Disclaimer: Jim Geisman, as always, is the expert on pricing ,and I encourage all to read and heed his words over any of mine.

I have found that pricing that is predictable is important to accelerating adoption. It is good to have a low entry point for customers (by which I mean an entry point with which they part with cash, and become customers instead of merely prospects that are trying it out).

This is where subscription pricing is handy:

  1. It is linear, so that people pay more as they add “seats” (or whatever)
  2. It is malleable, so that you can change the price for following terms (months or years), without having been locked out by a prior perpetual license
  3. It is recurring, so it can sustain a company on a current basis (assuming it is priced to cover marginal costs, and the sales costs are kept under control)
  4. But most important is that it is predictable - people can budget on the basis of it, and start to really go to town using it, since there is no marginal (out-of-pocket) cost of doing so, so they maximize their perceived return. And if your software is any good, the best way to maximize the real return is to maximize their use, so incentivizing that is key.

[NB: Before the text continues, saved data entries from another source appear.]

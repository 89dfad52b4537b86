//! CLI argument definitions using clap derive macros.

use std::path::PathBuf;

use clap::Parser;

use harvester_core::{DEFAULT_CONCURRENCY, DEFAULT_TIMEOUT_SECS};

/// Collect every PDF linked from one or more web pages.
///
/// pdf-harvester fetches each seed page, finds the anchors whose href ends in
/// `.pdf`, and downloads each unique document into a local directory once.
#[derive(Parser, Debug, Clone)]
#[command(name = "pdf-harvester")]
#[command(author, version, about)]
pub struct Args {
    /// Seed page URLs to scan for PDF links
    pub seeds: Vec<String>,

    /// Directory to write PDFs into [default: PDFs]
    #[arg(short, long)]
    pub output_dir: Option<PathBuf>,

    /// Maximum concurrent downloads (1-16)
    #[arg(short = 'c', long, default_value_t = DEFAULT_CONCURRENCY as u8, value_parser = clap::value_parser!(u8).range(1..=16))]
    pub concurrency: u8,

    /// HTTP request timeout in seconds (1-3600)
    #[arg(short = 't', long = "timeout", default_value_t = DEFAULT_TIMEOUT_SECS, value_parser = clap::value_parser!(u64).range(1..=3600))]
    pub timeout_secs: u64,

    /// Cache seed page HTML in this directory and reuse cached copies
    #[arg(long)]
    pub page_cache: Option<PathBuf>,

    /// Read HTML from a local file instead of fetching seed pages
    #[arg(long, conflicts_with = "seeds")]
    pub html_file: Option<PathBuf>,

    /// Base URL for resolving relative links found in --html-file
    #[arg(long, requires = "html_file")]
    pub base_url: Option<String>,

    /// Resolve relative PDF links against the page they were found on
    #[arg(long)]
    pub resolve_relative: bool,

    /// Print a JSON report of every outcome to stdout
    #[arg(long)]
    pub json: bool,

    /// Increase output verbosity (-v for debug, -vv for trace)
    #[arg(short, long, action = clap::ArgAction::Count)]
    pub verbose: u8,

    /// Suppress non-error output
    #[arg(short, long)]
    pub quiet: bool,
}
//! Filename derivation for downloaded PDFs.
//!
//! The name is a pure function of the URL: host, path, and query are folded
//! into one flat, lowercase, filesystem-safe name that always ends in `.pdf`.
//! Re-running against the same URL therefore lands on the same path, which is
//! what lets the pipeline skip documents that are already on disk.

use std::borrow::Cow;

use url::Url;

use super::constants::{HTML_EXTENSION, PDF_EXTENSION};
use super::error::DownloadError;

/// Derives the on-disk filename for a PDF URL.
///
/// Layout: `host[_port][_path][_query].pdf`, where `/` in the path and `&`
/// in the query become `_`, the characters `" \ / : * ? < > |` become `_`,
/// and the whole name is lowercased.
///
/// # Errors
///
/// Returns [`DownloadError::InvalidUrl`] when `raw_url` is not an absolute URL.
///
/// # Examples
///
/// ```
/// use harvester_core::derive_filename;
///
/// let name = derive_filename("https://Example.com/a/b.pdf?x=1&y=2").unwrap();
/// assert_eq!(name, "example.com_a_b.pdf_x=1_y=2.pdf");
/// ```
pub fn derive_filename(raw_url: &str) -> Result<String, DownloadError> {
    let parsed = Url::parse(raw_url).map_err(|_| DownloadError::invalid_url(raw_url))?;
    Ok(filename_for_url(&parsed))
}

/// Derives the filename for an already-parsed URL.
#[must_use]
pub(crate) fn filename_for_url(url: &Url) -> String {
    let mut name = flatten_url(url);
    if !has_pdf_extension(&name) {
        name.push_str(PDF_EXTENSION);
    }
    name.to_lowercase()
}

/// Derives the cache filename used to store a seed page's HTML.
///
/// Uses the same flattening as PDF names with an `.html` extension.
#[must_use]
pub fn page_cache_filename(url: &Url) -> String {
    let mut name = flatten_url(url);
    name.push_str(HTML_EXTENSION);
    name.to_lowercase()
}

/// Folds host, port, path, and query into one sanitized name.
fn flatten_url(url: &Url) -> String {
    let mut name = url.host_str().unwrap_or_default().to_string();
    if let Some(port) = url.port() {
        name.push(':');
        name.push_str(&port.to_string());
    }

    let path = decoded_path(url);
    let path = path.trim_start_matches('/');
    if !path.is_empty() {
        name.push('_');
        name.push_str(&path.replace('/', "_"));
    }

    if let Some(query) = url.query()
        && !query.is_empty()
    {
        name.push('_');
        name.push_str(&query.replace('&', "_"));
    }

    sanitize_filename(&name)
}

/// Percent-decodes the URL path, keeping the encoded form when the bytes are not UTF-8.
fn decoded_path(url: &Url) -> Cow<'_, str> {
    urlencoding::decode(url.path()).unwrap_or(Cow::Borrowed(url.path()))
}

/// Replaces characters that are invalid on common filesystems:
/// / \ : * ? " < > | and control characters.
pub(crate) fn sanitize_filename(name: &str) -> String {
    name.chars()
        .map(|c| match c {
            '/' | '\\' | ':' | '*' | '?' | '"' | '<' | '>' | '|' => '_',
            c if c.is_control() => '_',
            c => c,
        })
        .collect()
}

fn has_pdf_extension(name: &str) -> bool {
    name.to_lowercase().ends_with(PDF_EXTENSION)
}
//! Constants for the download module (timeouts, concurrency bounds).

/// Default total request timeout in seconds (connect + headers + body).
pub const DEFAULT_TIMEOUT_SECS: u64 = 30;

/// Upper bound accepted for a configured request timeout (1 hour).
pub const MAX_TIMEOUT_SECS: u64 = 3600;

/// Default number of concurrent downloads (sequential processing).
pub const DEFAULT_CONCURRENCY: usize = 1;

/// Maximum allowed concurrency value.
pub const MAX_CONCURRENCY: usize = 16;

/// MIME type a response must declare before its body is kept.
pub(crate) const PDF_CONTENT_TYPE: &str = "application/pdf";

/// Extension appended to derived filenames that do not already end in it.
pub(crate) const PDF_EXTENSION: &str = ".pdf";

/// Extension used for cached seed page HTML.
pub(crate) const HTML_EXTENSION: &str = ".html";
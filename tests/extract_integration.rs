//! Integration tests for link extraction against realistic page markup.

use harvester_core::{dedupe_links, extract_pdf_links, extract_unique_pdf_links};

const SDS_PAGE: &str = r#"<!DOCTYPE html>
<html>
<head><title>Safety Data Sheets</title><link href="/styles.pdf" rel="stylesheet"></head>
<body>
  <nav><a href="/">Home</a><a href="/pages/contact">Contact</a></nav>
  <table>
    <tr><td>Acetone</td><td><a href="https://cdn.example.com/sds/Acetone.pdf">SDS</a></td></tr>
    <tr><td>Ethanol</td><td><a href="https://cdn.example.com/sds/Ethanol.PDF?v=2">SDS</a></td></tr>
    <tr><td>Acetone (again)</td><td><a href="https://cdn.example.com/sds/Acetone.pdf">SDS</a></td></tr>
    <tr><td>Methanol</td><td><a href="/files/methanol.pdf#page=1">SDS</a></td></tr>
    <tr><td>Glycerin</td><td><a href="/files/glycerin.pdf">SDS</a></td></tr>
  </table>
  <img src="/logo.pdf">
  <p>Sheet download: <a HREF="/files/Sheet.PDF">x</a></p>
</body>
</html>"#;

#[test]
fn test_extract_from_sds_page_in_document_order() {
    let links = extract_pdf_links(SDS_PAGE);
    assert_eq!(
        links,
        vec![
            "https://cdn.example.com/sds/Acetone.pdf",
            "https://cdn.example.com/sds/Acetone.pdf",
            "/files/glycerin.pdf",
            "/files/Sheet.PDF",
        ]
    );
}

#[test]
fn test_extract_then_dedupe_has_no_repeats() {
    let unique = extract_unique_pdf_links(SDS_PAGE);
    assert_eq!(
        unique,
        vec![
            "https://cdn.example.com/sds/Acetone.pdf",
            "/files/glycerin.pdf",
            "/files/Sheet.PDF",
        ]
    );
    assert_eq!(unique, dedupe_links(extract_pdf_links(SDS_PAGE)));
}

#[test]
fn test_every_extracted_link_is_a_literal_href_ending_in_pdf() {
    for link in extract_pdf_links(SDS_PAGE) {
        assert!(link.to_lowercase().ends_with(".pdf"), "{link}");
        assert!(SDS_PAGE.contains(&format!("\"{link}\"")), "{link} not literal");
    }
}

#[test]
fn test_query_and_fragment_suffixes_are_not_pdf_links() {
    let html = r#"<a href="/a.pdf?dl=1">q</a><a href="/b.pdf#p2">f</a><a href="/c.pdf">ok</a>"#;
    assert_eq!(extract_pdf_links(html), vec!["/c.pdf"]);
}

I have seen some alternative models, such as per-transaction, that are more linear, more malleable, tie more closely to the value model (to the extent that value co-relates to the transactions) and often tie more closely to marginal costs. However, I look at them askance, as do many prospective customers, because they do not feel confident in how much they will spend. Even if the differential is insignicant compared to the potential economic gain (in increased revenue or decreased cost) from the use, the perception potentially unlimited outlays, or at least outside a fairly narrow band, is disconcerting.

I posit that cell phones really started to take off when the carriers started offering significant per-month plans, where one could talk as much as one wanted, up to a limit, for a fixed fee. And one would just buy the package that matched expected usage - and the cell company actually suffers when a person goes over, because while they make short-term money on usurious overages, they harm the relationship with the customer, who could switch at end of term (or sooner, with the new plan-swapping sites out there). It is when people stay below their ceiling that the company solidifies the relationship and has the best prospect for future and expanding business (friends and family, more minutes, data services, EVDO, etc).

This is also true in software. The more we can make it low-cost-to-first-enjoyment the better, but a model that thinks another step ahead, making it low-risk-for-second-enjoyment is key to making it something people can use without fear driven by uncertainty. And those (along with doubt) are the killers in this business. Avoid them, and we live.